In July, Trump and Daniels meet at the American Century Celebrity Golf Tournament in Lake Tahoe, Nevada and, according to Daniels, have consensual sex.

=== 2007 ===
In January, Daniels attends a launch party for Trump Vodka at the Les Deux club in Los Angeles.

In March, Daniels flies to New York and meets with Trump outside his office in Trump Tower.

=== 2011 ===
In April, Daniels conducts an interview with In Touch Weekly about her alleged affair with Trump. Cohen "intervene[s]," the story is not published and Daniels is not paid.

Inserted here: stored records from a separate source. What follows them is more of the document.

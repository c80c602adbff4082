use std::path::PathBuf;

use crate::app_config::{AppConfig, Environment, ProviderKind};
use crate::ConfigError;

/// Load application configuration from environment variables.
///
/// Calls `dotenvy::dotenv().ok()` to load `.env` files before reading env vars.
///
/// # Errors
///
/// Returns `ConfigError` if required env vars are missing or values are invalid.
pub fn load_app_config() -> Result<AppConfig, ConfigError> {
    dotenvy::dotenv().ok();
    load_app_config_from_env()
}

/// Load application configuration from environment variables already in the process.
///
/// Unlike [`load_app_config`], this does NOT load `.env` files — useful for testing
/// or when the caller manages env setup.
///
/// # Errors
///
/// Returns `ConfigError` if required env vars are missing or values are invalid.
pub fn load_app_config_from_env() -> Result<AppConfig, ConfigError> {
    build_app_config(|key| std::env::var(key))
}

/// Build application configuration using the provided env-var lookup function.
///
/// This is the core parsing/validation logic, decoupled from the actual environment
/// so it can be tested with a pure `HashMap` lookup, no `set_var`/`remove_var` needed.
fn build_app_config<F>(lookup: F) -> Result<AppConfig, ConfigError>
where
    F: Fn(&str) -> Result<String, std::env::VarError>,
{
    let require = |var: &str| -> Result<String, ConfigError> {
        lookup(var).map_err(|_| ConfigError::MissingEnvVar(var.to_string()))
    };

    let or_default = |var: &str, default: &str| -> String {
        lookup(var).unwrap_or_else(|_| default.to_string())
    };

    let parse_u64 = |var: &str, default: &str| -> Result<u64, ConfigError> {
        let raw = or_default(var, default);
        raw.parse::<u64>().map_err(|e| ConfigError::InvalidEnvVar {
            var: var.to_string(),
            reason: e.to_string(),
        })
    };

    let parse_usize = |var: &str, default: &str| -> Result<usize, ConfigError> {
        let raw = or_default(var, default);
        raw.parse::<usize>()
            .map_err(|e| ConfigError::InvalidEnvVar {
                var: var.to_string(),
                reason: e.to_string(),
            })
    };

    let google_api_key = require("GOOGLE_MAPS_API_KEY")?;

    let env = parse_environment(&or_default("SWIPEDINE_ENV", "development"));
    let log_level = or_default("SWIPEDINE_LOG_LEVEL", "info");
    let places_api = parse_provider_kind(&or_default("SWIPEDINE_PLACES_API", "modern"))?;

    let request_timeout_secs = parse_u64("SWIPEDINE_REQUEST_TIMEOUT_SECS", "30")?;
    let user_agent = or_default("SWIPEDINE_USER_AGENT", "swipedine/0.1 (restaurant-discovery)");
    let max_search_pages = parse_usize("SWIPEDINE_MAX_SEARCH_PAGES", "5")?;
    let inter_page_delay_ms = parse_u64("SWIPEDINE_INTER_PAGE_DELAY_MS", "2000")?;
    let decisions_path = PathBuf::from(or_default("SWIPEDINE_DECISIONS_PATH", "./decisions.json"));

    Ok(AppConfig {
        env,
        log_level,
        google_api_key,
        places_api,
        request_timeout_secs,
        user_agent,
        max_search_pages,
        inter_page_delay_ms,
        decisions_path,
    })
}

/// Parse a string into an `Environment` variant.
///
/// Unrecognized values default to `Environment::Development`.
fn parse_environment(s: &str) -> Environment {
    match s {
        "production" => Environment::Production,
        "test" => Environment::Test,
        _ => Environment::Development,
    }
}

/// Parse a string into a `ProviderKind`.
///
/// Unlike environment parsing this rejects unknown values: silently searching
/// a different backend than the operator asked for would be worse than
/// refusing to start.
fn parse_provider_kind(s: &str) -> Result<ProviderKind, ConfigError> {
    match s {
        "legacy" => Ok(ProviderKind::Legacy),
        "modern" => Ok(ProviderKind::Modern),
        other => Err(ConfigError::InvalidEnvVar {
            var: "SWIPEDINE_PLACES_API".to_string(),
            reason: format!("expected \"legacy\" or \"modern\", got \"{other}\""),
        }),
    }
}
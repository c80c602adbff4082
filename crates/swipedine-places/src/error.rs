use thiserror::Error;

#[derive(Debug, Error)]
pub enum PlacesError {
    #[error("HTTP error: {0}")]
    Http(#[from] reqwest::Error),

    #[error("JSON deserialization error for {context}: {source}")]
    Deserialize {
        context: String,
        #[source]
        source: serde_json::Error,
    },

    #[error("unexpected HTTP status {status} from {url}")]
    UnexpectedStatus { status: u16, url: String },

    /// The provider answered 2xx but rejected the request inside the body
    /// envelope (e.g. `REQUEST_DENIED`, `OVER_QUERY_LIMIT`).
    #[error("provider rejected the search with status {status}{}", render_message(.message))]
    ProviderStatus {
        status: String,
        message: Option<String>,
    },

    #[error("pagination limit reached: exceeded {max_pages} pages without exhausting results")]
    PageLimit { max_pages: usize },

    #[error("no geocoding match for \"{query}\"")]
    NoGeocodeMatch { query: String },

    #[error("invalid base URL \"{base_url}\": {reason}")]
    InvalidBaseUrl { base_url: String, reason: String },
}

fn render_message(message: &Option<String>) -> String {
    message
        .as_deref()
        .map(|m| format!(": {m}"))
        .unwrap_or_default()
}

/// Coarse failure classes callers use to decide what to surface: the
/// provider could not be reached or refused us, versus the provider answered
/// with a body we do not understand.
#[derive(Debug, Clone, Copy, PartialEq, Eq)]
pub enum FailureKind {
    Unavailable,
    InvalidResponse,
}

impl PlacesError {
    /// Classifies this error for caller-side handling.
    #[must_use]
    pub fn kind(&self) -> FailureKind {
        match self {
            PlacesError::Deserialize { .. } => FailureKind::InvalidResponse,
            _ => FailureKind::Unavailable,
        }
    }
}
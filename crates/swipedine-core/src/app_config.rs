use std::path::PathBuf;

#[derive(Debug, Clone, PartialEq, Eq)]
pub enum Environment {
    Development,
    Test,
    Production,
}

impl std::fmt::Display for Environment {
    fn fmt(&self, f: &mut std::fmt::Formatter<'_>) -> std::fmt::Result {
        match self {
            Environment::Development => write!(f, "development"),
            Environment::Test => write!(f, "test"),
            Environment::Production => write!(f, "production"),
        }
    }
}

/// Which place-search backend the provider client talks to.
#[derive(Debug, Clone, Copy, PartialEq, Eq)]
pub enum ProviderKind {
    /// Classic Nearby Search: GET with query parameters, in-body status
    /// envelope, token-based pagination.
    Legacy,
    /// Places API v1 `places:searchNearby`: POST with field-mask headers,
    /// single page.
    Modern,
}

impl std::fmt::Display for ProviderKind {
    fn fmt(&self, f: &mut std::fmt::Formatter<'_>) -> std::fmt::Result {
        match self {
            ProviderKind::Legacy => write!(f, "legacy"),
            ProviderKind::Modern => write!(f, "modern"),
        }
    }
}

#[derive(Clone)]
pub struct AppConfig {
    pub env: Environment,
    pub log_level: String,
    pub google_api_key: String,
    pub places_api: ProviderKind,
    pub request_timeout_secs: u64,
    pub user_agent: String,
    pub max_search_pages: usize,
    pub inter_page_delay_ms: u64,
    pub decisions_path: PathBuf,
}

impl std::fmt::Debug for AppConfig {
    fn fmt(&self, f: &mut std::fmt::Formatter<'_>) -> std::fmt::Result {
        f.debug_struct("AppConfig")
            .field("env", &self.env)
            .field("log_level", &self.log_level)
            .field("google_api_key", &"[redacted]")
            .field("places_api", &self.places_api)
            .field("request_timeout_secs", &self.request_timeout_secs)
            .field("user_agent", &self.user_agent)
            .field("max_search_pages", &self.max_search_pages)
            .field("inter_page_delay_ms", &self.inter_page_delay_ms)
            .field("decisions_path", &self.decisions_path)
            .finish()
    }
}

#[cfg(test)]
mod tests {
    use super::*;

    #[test]
    fn debug_redacts_api_key() {
        let config = AppConfig {
            env: Environment::Test,
            log_level: "info".to_string(),
            google_api_key: "AIzaSecretKey".to_string(),
            places_api: ProviderKind::Modern,
            request_timeout_secs: 30,
            user_agent: "swipedine/0.1".to_string(),
            max_search_pages: 5,
            inter_page_delay_ms: 2000,
            decisions_path: PathBuf::from("decisions.json"),
        };
        let rendered = format!("{config:?}");
        assert!(!rendered.contains("AIzaSecretKey"));
        assert!(rendered.contains("[redacted]"));
    }
}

In May, Daniels takes a polygraph test at the request of Bauer Publishing, then the owners of In Touch Weekly, that supports her account of having sex with Trump.

In October, two publications reported the alleged Trump–Daniels affair.

=== 2015 ===
==== Trump announces candidacy for US President ====
In June, Trump announced he would run for US president in the 2016 election.

==== Alleged meeting between Trump, Cohen, and Pecker ====
In August, a meeting allegedly took place between Trump, Cohen, and David Pecker, owner of American Media, Inc (AMI), which among other periodicals published the National Enquirer. In April 2024, Pecker testified under oath describing an alleged agreement at that meeting saying,

What I would do is I would run or publish positive stories about Mr. Trump and I would publish negative stories about his opponents...I said I would be your eyes and ears because I know the Trump Organization has a very small staff.

And then I said that anything I hear in the marketplace, if I hear anything negative about yourself, or if I hear anything about women selling stories, I would notify Michael Cohen... and then he would be able have them kill in another magazine or have them not be published or somebody would have to purchase them."

Pecker testified that after the meeting he immediately briefed National Enquirer editor Dylan Howard about the meeting's substance, i.e., that either Pecker or Howard were to alert Cohen if they learned of potential stories about Trump and that they were "going to try to help the campaign, and to do that, I want to keep this as quiet as possible."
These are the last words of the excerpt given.